* [What is expected]
From the records, return each line that has the word "without" in it.

* [Entries provided]
..............................
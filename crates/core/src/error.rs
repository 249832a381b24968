//! Error types for the Recruitr domain.
//!
//! Uses `thiserror` for ergonomic error definitions.
//! Each bounded context has its own error variant.

use thiserror::Error;

/// The top-level error type for all Recruitr operations.
#[derive(Debug, Error)]
pub enum Error {
    // --- Provider errors ---
    #[error("Provider error: {0}")]
    Provider(#[from] ProviderError),

    // --- Session store errors ---
    #[error("Store error: {0}")]
    Store(#[from] StoreError),

    // --- Tool errors ---
    #[error("Tool error: {0}")]
    Tool(#[from] ToolError),

    // --- Data service errors ---
    #[error("GraphQL error: {0}")]
    GraphQl(#[from] GraphQlError),

    // --- Access errors ---
    #[error("Access denied: {0}")]
    AccessDenied(String),

    // --- Configuration errors ---
    #[error("Configuration error: {message}")]
    Config { message: String },

    // --- Serialization ---
    #[error("Serialization error: {0}")]
    Serialization(#[from] serde_json::Error),

    // --- Generic ---
    #[error("Internal error: {0}")]
    Internal(String),
}

/// Result type alias using our Error.
pub type Result<T> = std::result::Result<T, Error>;

// --- Bounded context errors ---

#[derive(Debug, Clone, Error)]
pub enum ProviderError {
    #[error("API request failed: {message} (status: {status_code})")]
    ApiError {
        status_code: u16,
        message: String,
    },

    #[error("Rate limited by provider, retry after {retry_after_secs}s")]
    RateLimited { retry_after_secs: u64 },

    #[error("Authentication failed: {0}")]
    AuthenticationFailed(String),

    /// The provider rejected the transcript because an assistant tool
    /// request was never answered by a tool message.
    #[error("Transcript out of sync with provider: {0}")]
    TranscriptDesync(String),

    #[error("Provider not configured: {0}")]
    NotConfigured(String),

    #[error("Request timed out: {0}")]
    Timeout(String),

    #[error("Network error: {0}")]
    Network(String),
}

#[derive(Debug, Error)]
pub enum StoreError {
    #[error("Connection failed: {0}")]
    Connection(String),

    #[error("Storage error: {0}")]
    Storage(String),

    #[error("Corrupt record at {key}: {reason}")]
    Corrupt { key: String, reason: String },
}

#[derive(Debug, Error)]
pub enum ToolError {
    #[error("Unknown tool: {0}")]
    NotFound(String),

    #[error("Invalid tool arguments: {0}")]
    InvalidArguments(String),

    #[error("No credential available for this session")]
    MissingCredential,

    #[error("Tool execution failed: {tool_name}: {reason}")]
    ExecutionFailed { tool_name: String, reason: String },

    /// A multi-step tool failed. `created` holds ids of records that earlier
    /// steps already wrote; they are not rolled back.
    #[error("{tool_name} failed at step '{step}': {reason}")]
    StepFailed {
        tool_name: String,
        step: String,
        reason: String,
        created: serde_json::Value,
    },
}

#[derive(Debug, Error)]
pub enum GraphQlError {
    #[error("GraphQL endpoint returned HTTP {status}: {body}")]
    Http { status: u16, body: String },

    #[error("GraphQL errors: {0}")]
    Envelope(serde_json::Value),

    #[error("GraphQL transport failure: {0}")]
    Transport(String),

    #[error("GraphQL response missing data")]
    MissingData,
}
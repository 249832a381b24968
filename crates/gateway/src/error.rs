//! Mapping from domain errors to HTTP responses.

use axum::http::StatusCode;
use axum::response::{IntoResponse, Json, Response};
use recruitr_core::error::{Error, ProviderError};
use serde::{Deserialize, Serialize};
use tracing::error;

#[derive(Debug, Serialize, Deserialize)]
pub struct ErrorResponse {
    pub error: String,
}

/// An error returned from a gateway handler.
#[derive(Debug)]
pub enum ApiError {
    BadRequest(String),
    Unauthorized(String),
    Domain(Error),
}

impl From<Error> for ApiError {
    fn from(err: Error) -> Self {
        Self::Domain(err)
    }
}

impl ApiError {
    fn status(&self) -> StatusCode {
        match self {
            Self::BadRequest(_) => StatusCode::BAD_REQUEST,
            Self::Unauthorized(_) => StatusCode::UNAUTHORIZED,
            Self::Domain(Error::Provider(e)) => match e {
                ProviderError::RateLimited { .. } => StatusCode::TOO_MANY_REQUESTS,
                ProviderError::Timeout(_) => StatusCode::GATEWAY_TIMEOUT,
                _ => StatusCode::BAD_GATEWAY,
            },
            Self::Domain(Error::Store(_)) => StatusCode::SERVICE_UNAVAILABLE,
            Self::Domain(Error::AccessDenied(_)) => StatusCode::FORBIDDEN,
            Self::Domain(_) => StatusCode::INTERNAL_SERVER_ERROR,
        }
    }
}

impl IntoResponse for ApiError {
    fn into_response(self) -> Response {
        let status = self.status();
        let message = match self {
            Self::BadRequest(message) | Self::Unauthorized(message) => message,
            Self::Domain(err) => {
                error!(error = %err, status = status.as_u16(), "Request failed");
                err.to_string()
            }
        };
        (status, Json(ErrorResponse { error: message })).into_response()
    }
}

#[cfg(test)]
mod tests {
    use super::*;
    use recruitr_core::error::StoreError;

    #[test]
    fn provider_errors_map_to_gateway_statuses() {
        let rate_limited = ApiError::from(Error::Provider(ProviderError::RateLimited {
            retry_after_secs: 5,
        }));
        assert_eq!(rate_limited.status(), StatusCode::TOO_MANY_REQUESTS);

        let network = ApiError::from(Error::Provider(ProviderError::Network("reset".into())));
        assert_eq!(network.status(), StatusCode::BAD_GATEWAY);
    }

    #[test]
    fn access_denied_is_forbidden() {
        let err = ApiError::from(Error::AccessDenied("session s1 belongs to another caller".into()));
        assert_eq!(err.status(), StatusCode::FORBIDDEN);
    }

    #[test]
    fn store_errors_are_unavailable() {
        let err = ApiError::from(Error::Store(StoreError::Connection("refused".into())));
        assert_eq!(err.into_response().status(), StatusCode::SERVICE_UNAVAILABLE);
    }
}
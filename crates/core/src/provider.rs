//! Provider trait: the abstraction over LLM backends.
//!
//! A Provider knows how to send a transcript plus tool descriptors to an LLM
//! and get back either a plain answer or a list of tool-call requests.

use async_trait::async_trait;
use serde::{Deserialize, Serialize};
use crate::error::ProviderError;
use crate::message::Message;

/// Configuration for a provider request.
#[derive(Debug, Clone, Serialize, Deserialize)]
pub struct ProviderRequest {
    /// The model to use (e.g., "gpt-4-turbo")
    pub model: String,

    /// The conversation messages
    pub messages: Vec<Message>,

    /// Temperature (0.0 = deterministic, 1.0 = creative)
    #[serde(default = "default_temperature")]
    pub temperature: f32,

    /// Maximum tokens to generate
    #[serde(default, skip_serializing_if = "Option::is_none")]
    pub max_tokens: Option<u32>,

    /// Available tools the model can call
    #[serde(default, skip_serializing_if = "Vec::is_empty")]
    pub tools: Vec<ToolDefinition>,

    /// Whether and how the model may call tools
    #[serde(default)]
    pub tool_choice: ToolChoice,
}

fn default_temperature() -> f32 {
    0.7
}

impl ProviderRequest {
    /// A request with no tools offered, for one-shot text generation.
    pub fn text(model: impl Into<String>, messages: Vec<Message>) -> Self {
        Self {
            model: model.into(),
            messages,
            temperature: default_temperature(),
            max_tokens: None,
            tools: Vec::new(),
            tool_choice: ToolChoice::None,
        }
    }
}

/// The mode flag sent with a completion request.
#[derive(Debug, Clone, Copy, Default, PartialEq, Eq, Serialize, Deserialize)]
#[serde(rename_all = "lowercase")]
pub enum ToolChoice {
    /// The model decides between answering and calling tools.
    #[default]
    Auto,
    /// The model must answer in text.
    None,
    /// The model must call at least one tool.
    Required,
}

/// A tool definition sent to the LLM so it knows what tools it can call.
#[derive(Debug, Clone, PartialEq, Serialize, Deserialize)]
pub struct ToolDefinition {
    /// The tool name
    pub name: String,

    /// Description of what the tool does
    pub description: String,

    /// JSON Schema describing the tool's parameters
    pub parameters: serde_json::Value,
}

/// A complete response from a provider.
#[derive(Debug, Clone, Serialize, Deserialize)]
pub struct ProviderResponse {
    /// The generated assistant message (text, tool calls, or both)
    pub message: Message,

    /// Token usage statistics
    pub usage: Option<Usage>,

    /// Which model actually responded (may differ from requested)
    pub model: String,
}

/// Token usage information.
#[derive(Debug, Clone, Serialize, Deserialize)]
pub struct Usage {
    pub prompt_tokens: u32,
    pub completion_tokens: u32,
    pub total_tokens: u32,
}

/// The core Provider trait.
///
/// The orchestration loop calls `complete()` without knowing which backend
/// answers; tests substitute scripted implementations.
#[async_trait]
pub trait Provider: Send + Sync {
    /// A human-readable name for this provider (e.g., "openai").
    fn name(&self) -> &str;

    /// Send a request and get a complete response.
    async fn complete(&self, request: ProviderRequest) -> std::result::Result<ProviderResponse, ProviderError>;
}
//! Scripted collaborators for tests across the workspace.
//!
//! Enabled with the `test-util` feature.

use crate::error::{GraphQlError, ProviderError};
use crate::graphql::{Credential, GraphQlExecutor};
use crate::message::{Message, MessageToolCall, unanswered_tool_calls};
use crate::provider::{Provider, ProviderRequest, ProviderResponse, Usage};
use std::collections::VecDeque;
use std::sync::Mutex;
use std::time::Duration;

/// A mock provider that returns a sequence of scripted responses.
///
/// Each call to `complete` returns the next entry in the queue and records
/// the request. A request whose transcript has unanswered tool calls is rejected with [`ProviderError::TranscriptDesync`] without
/// consuming the script, the way the real service behaves.
pub struct SequentialMockProvider {
    responses: Mutex<VecDeque<Result<ProviderResponse, ProviderError>>>,
    requests: Mutex<Vec<ProviderRequest>>,
}

impl SequentialMockProvider {
    pub fn new(responses: Vec<ProviderResponse>) -> Self {
        Self::scripted(responses.into_iter().map(Ok).collect())
    }

    pub fn scripted(script: Vec<Result<ProviderResponse, ProviderError>>) -> Self {
        Self {
            responses: Mutex::new(script.into()),
            requests: Mutex::new(Vec::new()),
        }
    }

    /// Create a provider that returns a single text response (no tool calls).
    pub fn single_text(text: &str) -> Self {
        Self::new(vec![make_text_response(text)])
    }

    /// Create a provider that first returns tool calls, then a final answer.
    pub fn tool_then_answer(tool_calls: Vec<MessageToolCall>, answer: &str) -> Self {
        Self::new(vec![
            make_tool_call_response(tool_calls),
            make_text_response(answer),
        ])
    }

    pub fn call_count(&self) -> usize {
        lock(&self.requests).len()
    }

    /// Every request received so far.
    pub fn requests(&self) -> Vec<ProviderRequest> {
        lock(&self.requests).clone()
    }

    pub fn remaining(&self) -> usize {
        lock(&self.responses).len()
    }
}

fn lock<T>(mutex: &Mutex<T>) -> std::sync::MutexGuard<'_, T> {
    mutex.lock().unwrap_or_else(std::sync::PoisonError::into_inner)
}

#[async_trait::async_trait]
impl Provider for SequentialMockProvider {
    fn name(&self) -> &str {
        "sequential_mock"
    }

    async fn complete(&self, request: ProviderRequest) -> Result<ProviderResponse, ProviderError> {
        let orphans: Vec<String> = unanswered_tool_calls(&request.messages)
            .into_iter()
            .map(String::from)
            .collect();
        lock(&self.requests).push(request);

        if !orphans.is_empty() {
            return Err(ProviderError::TranscriptDesync(format!(
                "An assistant message with 'tool_calls' must be followed by tool messages \
                 responding to each 'tool_call_id'. Missing: {}",
                orphans.join(", ")
            )));
        }

        lock(&self.responses)
            .pop_front()
            .unwrap_or_else(|| {
                Err(ProviderError::ApiError {
                    status_code: 500,
                    message: "SequentialMockProvider: no more responses".into(),
                })
            })
    }
}

/// Create a simple text response (no tool calls).
pub fn make_text_response(text: &str) -> ProviderResponse {
    ProviderResponse {
        message: Message::assistant(text),
        usage: Some(Usage {
            prompt_tokens: 10,
            completion_tokens: 5,
            total_tokens: 15,
        }),
        model: "mock-model".into(),
    }
}

/// Create a response requesting tool calls.
pub fn make_tool_call_response(tool_calls: Vec<MessageToolCall>) -> ProviderResponse {
    ProviderResponse {
        message: Message::assistant_tool_calls(None, tool_calls),
        usage: Some(Usage {
            prompt_tokens: 10,
            completion_tokens: 5,
            total_tokens: 15,
        }),
        model: "mock-model".into(),
    }
}

/// Helper to create a tool call.
pub fn make_tool_call(id: &str, name: &str, args: serde_json::Value) -> MessageToolCall {
    MessageToolCall {
        id: id.to_string(),
        name: name.to_string(),
        arguments: args.to_string(),
    }
}

type Handler =
    Box<dyn Fn(&str, &serde_json::Value) -> Result<serde_json::Value, GraphQlError> + Send + Sync>;

/// One recorded call to [`MockExecutor`].
#[derive(Debug, Clone)]
pub struct ExecutedDocument {
    pub credential: Credential,
    pub document: String,
    pub variables: serde_json::Value,
}

/// A GraphQL executor answering through a closure.
///
/// A numeric `delay_ms` variable makes the call sleep that long first, so
/// tests can shape completion order.
pub struct MockExecutor {
    handler: Handler,
    calls: Mutex<Vec<ExecutedDocument>>,
}

impl MockExecutor {
    pub fn new(
        handler: impl Fn(&str, &serde_json::Value) -> Result<serde_json::Value, GraphQlError>
        + Send
        + Sync
        + 'static,
    ) -> Self {
        Self {
            handler: Box::new(handler),
            calls: Mutex::new(Vec::new()),
        }
    }

    /// Answers every document with its variables.
    pub fn echo() -> Self {
        Self::new(|_, variables| Ok(serde_json::json!({ "echo": variables })))
    }

    pub fn calls(&self) -> Vec<ExecutedDocument> {
        lock(&self.calls).clone()
    }
}

#[async_trait::async_trait]
impl GraphQlExecutor for MockExecutor {
    async fn execute(
        &self,
        credential: &Credential,
        document: &str,
        variables: serde_json::Value,
    ) -> Result<serde_json::Value, GraphQlError> {
        lock(&self.calls).push(ExecutedDocument {
            credential: credential.clone(),
            document: document.to_string(),
            variables: variables.clone(),
        });
        if let Some(delay) = variables.get("delay_ms").and_then(|d| d.as_u64()) {
            tokio::time::sleep(Duration::from_millis(delay)).await;
        }
        (self.handler)(document, &variables)
    }
}
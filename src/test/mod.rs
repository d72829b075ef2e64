pub mod utils;

mod reports;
..............................
* [Output for this exercise]
/// The orchestration loop calls `complete()` without knowing which backend
/// the request. A request whose transcript has unanswered tool calls is rejected with [`ProviderError::TranscriptDesync`] without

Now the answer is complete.